- Motto: Explorare, Discere, Sociare (Latin)
- Parent school: Lewis & Clark College
- Established: 1915
- School type: Private
- Parent endowment: US$231.2 million
- Dean: Alicia Ouellette
- Location: Portland, Oregon, US
- Enrollment: 719
- Faculty: 107
- USNWR ranking: 84th (2024)
- Bar pass rate: 87% (ABA profile)
- Website: law.lclark.edu
- ABA profile: Lewis & Clark Profile

= Lewis & Clark Law School =

Private law school in Portland, Oregon, US

The Northwestern School of Law of Lewis and Clark College (also known as Lewis & Clark Law School), is an American Bar Association-approved private law school in Portland, Oregon.

The law school received ABA approval in 1970 and joined the Association of American Law Schools (AALS) in 1973.

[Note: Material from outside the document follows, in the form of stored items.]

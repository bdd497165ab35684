use crate::config::DatabaseConfig;
use crate::error::AppError;
use crate::models::post::{CreatePostRequest, Post, UpdatePostRequest};
use deadpool_postgres::{Config, Object, Pool, Runtime};
use native_tls::TlsConnector;
use postgres_native_tls::MakeTlsConnector;
use tracing::{error, info, warn};

/// PostgreSQL への接続プールを握るストレージ層。
/// Deadpool の `Pool` を内部に保持し、掲示板の CRUD 操作をメソッドとして提供する。
#[derive(Clone)]
pub struct Database {
    pool: Pool,
}

impl Database {
    /// 接続プールを構築し、起動時に疎通確認まで実施する。
    /// `async fn` なので `Database::new(config).await` のように `await` が必要。
    ///
    /// # Arguments
    /// * `config` - The database configuration
    ///
    /// # Returns
    /// * `Result<Self, AppError>` - Database instance or error
    pub async fn new(config: DatabaseConfig) -> Result<Self, AppError> {
        info!(
            "Creating PostgreSQL connection pool for host: {}:{}",
            config.host, config.port
        );

        let pool = Self::create_pool(config).await?;

        // Test the connection pool
        let db = Database { pool };
        db.test_connection().await?;

        Ok(db)
    }

    /// Deadpool 用の `Config` を組み立ててプールを生成する内部関数。
    /// `match` で SSL モードを切り替え、`native_tls` で TLS コネクタを差し込んでいる。
    async fn create_pool(config: DatabaseConfig) -> Result<Pool, AppError> {
        let mut pg_config = Config::new();

        // Set connection parameters
        pg_config.host = Some(config.host);
        pg_config.port = Some(config.port);
        pg_config.dbname = Some(config.database);
        pg_config.user = Some(config.username);
        pg_config.password = Some(config.password);

        // Configure SSL mode
        match config.ssl_mode.as_str() {
            "disable" => {
                pg_config.ssl_mode = Some(deadpool_postgres::SslMode::Disable);
            }
            "prefer" => {
                pg_config.ssl_mode = Some(deadpool_postgres::SslMode::Prefer);
            }
            "require" => {
                pg_config.ssl_mode = Some(deadpool_postgres::SslMode::Require);
            }
            _ => {
                warn!("Unknown SSL mode '{}', defaulting to 'prefer'", config.ssl_mode);
                pg_config.ssl_mode = Some(deadpool_postgres::SslMode::Prefer);
            }
        }

        // Configure connection pool
        pg_config.manager = Some(deadpool_postgres::ManagerConfig {
            recycling_method: deadpool_postgres::RecyclingMethod::Fast,
        });

        pg_config.pool = Some(deadpool_postgres::PoolConfig::new(
            config.max_connections as usize,
        ));

        let tls_connector = TlsConnector::builder().build().map_err(|e| {
            error!("Failed to create TLS connector: {}", e);
            AppError::Database(format!("TLS connector creation failed: {}", e))
        })?;
        let tls = MakeTlsConnector::new(tls_connector);

        // Create the pool with TLS support
        pg_config.create_pool(Some(Runtime::Tokio1), tls).map_err(|e| {
            error!("Failed to create connection pool: {}", e);
            AppError::Database(format!("Connection pool creation failed: {}", e))
        })
    }

    /// プールから接続を借りる小さなラッパー。
    /// `deadpool_postgres::Pool::get` が返す `PoolError` を `AppError` に変換する。
    async fn get_connection(&self) -> Result<Object, AppError> {
        self.pool.get().await.map_err(AppError::from)
    }

    /// `SELECT 1` を投げて DB が生きているか確認する。
    pub async fn health_check(&self) -> Result<(), AppError> {
        let client = self.get_connection().await?;

        client.execute("SELECT 1", &[]).await.map_err(|e| {
            error!("Database health check failed: {}", e);
            AppError::Database(format!("Health check failed: {}", e))
        })?;

        Ok(())
    }

    /// アプリ起動時に `worldcup` テーブルを CREATE する簡易マイグレーター。
    /// SQL をリテラル文字列で保持しておき、`client.execute` を順番に呼び出している。
    pub async fn migrate(&self) -> Result<(), AppError> {
        info!("Running database migrations");

        let client = self.get_connection().await?;

        let worldcup_table = r#"
            CREATE TABLE IF NOT EXISTS worldcup (
                id SERIAL PRIMARY KEY,
                title TEXT NOT NULL,
                content TEXT NOT NULL,
                image_url1 TEXT NOT NULL,
                image_url2 TEXT NOT NULL,
                image_url3 TEXT NOT NULL,
                image_url4 TEXT NOT NULL
            )
        "#;

        client.execute(worldcup_table, &[]).await.map_err(|e| {
            error!("Failed to create worldcup table: {}", e);
            AppError::Database(format!("Worldcup table creation failed: {}", e))
        })?;

        let title_index = "CREATE INDEX IF NOT EXISTS idx_worldcup_title ON worldcup(title)";
        client.execute(title_index, &[]).await.map_err(|e| {
            error!("Failed to create worldcup title index: {}", e);
            AppError::Database(format!("Worldcup title index creation failed: {}", e))
        })?;

        info!("Database migrations completed successfully");
        Ok(())
    }

    /// `Database::new` 直後にプール全体が機能するかの確認に使う。
    /// 失敗した場合は即座に `AppError::Database` を返す。
    pub async fn test_connection(&self) -> Result<(), AppError> {
        let client = self.get_connection().await?;

        client.execute("SELECT 1", &[]).await.map_err(|e| {
            error!("Database connection test failed: {}", e);
            AppError::Database(format!("Connection test failed: {}", e))
        })?;

        info!("Database connection test successful");
        Ok(())
    }

    // Post repository operations

    /// 投稿の作成ロジック。
    /// `CreatePostRequest::validate` で 4 枚の画像が揃っていることを検証し、
    /// INSERT ... RETURNING で採番済みのレコードを受け取る。
    pub async fn create_post(&self, request: CreatePostRequest) -> Result<Post, AppError> {
        // Validate the request
        request.validate().map_err(AppError::Validation)?;

        let client = self.get_connection().await?;

        let query = r#"
            INSERT INTO worldcup (title, content, image_url1, image_url2, image_url3, image_url4)
            VALUES ($1, $2, $3, $4, $5, $6)
            RETURNING id, title, content, image_url1, image_url2, image_url3, image_url4
        "#;

        let row = client
            .query_one(
                query,
                &[
                    &request.title,
                    &request.content,
                    &request.image_urls[0],
                    &request.image_urls[1],
                    &request.image_urls[2],
                    &request.image_urls[3],
                ],
            )
            .await
            .map_err(AppError::from)?;

        let created_post = Post {
            id: row.get(0),
            title: row.get(1),
            content: row.get(2),
            image_url1: row.get(3),
            image_url2: row.get(4),
            image_url3: row.get(5),
            image_url4: row.get(6),
        };

        info!("Created post with id: {}", created_post.id);
        Ok(created_post)
    }

    /// 整数 ID で単一の投稿を取得する。
    /// `query_opt` を使うことで、存在しない場合にエラーと区別して
    /// `AppError::NotFound` を返せる。
    pub async fn get_post(&self, post_id: i32) -> Result<Post, AppError> {
        let client = self.get_connection().await?;
        let query = "SELECT id, title, content, image_url1, image_url2, image_url3, image_url4 FROM worldcup WHERE id = $1";

        let row = client
            .query_opt(query, &[&post_id])
            .await
            .map_err(AppError::from)?;

        if let Some(row) = row {
            let post = Post {
                id: row.get(0),
                title: row.get(1),
                content: row.get(2),
                image_url1: row.get(3),
                image_url2: row.get(4),
                image_url3: row.get(5),
                image_url4: row.get(6),
            };

            Ok(post)
        } else {
            Err(AppError::NotFound(format!("Post with id {}", post_id)))
        }
    }

    /// ID 昇順で全投稿を取得する。
    /// `rows.iter().map(|row| ...)` のクロージャ内で `tokio_postgres::Row` から型安全に取り出す。
    pub async fn list_posts(&self) -> Result<Vec<Post>, AppError> {
        let client = self.get_connection().await?;
        let query = "SELECT id, title, content, image_url1, image_url2, image_url3, image_url4 FROM worldcup ORDER BY id";

        let rows = client.query(query, &[]).await.map_err(AppError::from)?;

        let posts: Vec<Post> = rows
            .iter()
            .map(|row| Post {
                id: row.get(0),
                title: row.get(1),
                content: row.get(2),
                image_url1: row.get(3),
                image_url2: row.get(4),
                image_url3: row.get(5),
                image_url4: row.get(6),
            })
            .collect();

        Ok(posts)
    }

    /// タイトルに部分文字列を含む投稿を検索する。
    /// パターン全体 (`%...%`) をプレースホルダに渡すので SQL には混ざらない。
    /// 大文字小文字の扱いは DB の照合順序に従う。
    pub async fn search_posts(&self, query_text: &str) -> Result<Vec<Post>, AppError> {
        let client = self.get_connection().await?;
        let query = "SELECT id, title, content, image_url1, image_url2, image_url3, image_url4 FROM worldcup WHERE title LIKE $1 ORDER BY id";

        let pattern = format!("%{}%", query_text);
        let rows = client
            .query(query, &[&pattern])
            .await
            .map_err(AppError::from)?;

        let posts: Vec<Post> = rows
            .iter()
            .map(|row| Post {
                id: row.get(0),
                title: row.get(1),
                content: row.get(2),
                image_url1: row.get(3),
                image_url2: row.get(4),
                image_url3: row.get(5),
                image_url4: row.get(6),
            })
            .collect();

        Ok(posts)
    }

    /// タイトルと本文は常に書き換え、画像は指定されたスロットだけ上書きする。
    /// SET 句を動的に組み立て、`&(dyn ToSql + Sync)` のベクタで
    /// プレースホルダに順番対応させるパターン。スロットの列名は
    /// `ImageSlot::column` 由来の固定文字列に限られる。
    pub async fn update_post(&self, request: UpdatePostRequest) -> Result<(), AppError> {
        // Validate the request
        request.validate().map_err(AppError::Validation)?;

        let client = self.get_connection().await?;

        let mut query_parts = vec!["title = $1".to_string(), "content = $2".to_string()];
        let mut params: Vec<&(dyn tokio_postgres::types::ToSql + Sync)> =
            vec![&request.title, &request.content];
        let mut param_count = 3;

        if let Some(ref image) = request.image {
            query_parts.push(format!("{} = ${}", image.slot.column(), param_count));
            params.push(&image.filename);
            param_count += 1;
        }

        // Add WHERE clause parameter
        params.push(&request.id);

        let query = format!(
            "UPDATE worldcup SET {} WHERE id = ${}",
            query_parts.join(", "),
            param_count
        );

        client
            .execute(&query, &params)
            .await
            .map_err(AppError::from)?;

        info!("Updated post with id: {}", request.id);
        Ok(())
    }

    /// DELETE を流すだけのシンプルな処理。
    /// 対象行が存在しなくても成功扱いにする (直後の一覧へリダイレクトされる)。
    pub async fn delete_post(&self, post_id: i32) -> Result<(), AppError> {
        let client = self.get_connection().await?;
        let query = "DELETE FROM worldcup WHERE id = $1";

        client
            .execute(query, &[&post_id])
            .await
            .map_err(AppError::from)?;

        info!("Deleted post with id: {}", post_id);
        Ok(())
    }
}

Lewis & Clark Law School offers the Juris Doctor (J.D.) degree, including a range of scholastic concentrations and legal certificate programs, as well as Master of Laws (LLM) and Master of Studies in Law (MSL) degrees in environmental, natural resources, and energy law, and LLM and MSL degrees in animal law.

Each class in the three-year J.D. program has approximately 180 students. The former dean of Lewis & Clark Law School is Jennifer Johnson, Erskine Wood Sr. Professor of Law, a securities law scholar and arbitration expert, as well as a member of the American Law Institute. Dean Johnson stepped down from her role in August 2024, succeeded by former President of Albany Law School Alicia Ouellette. John Parry, the Edward Brunet Professor of Law, served as interim dean prior to Alicia Oullette taking up her post.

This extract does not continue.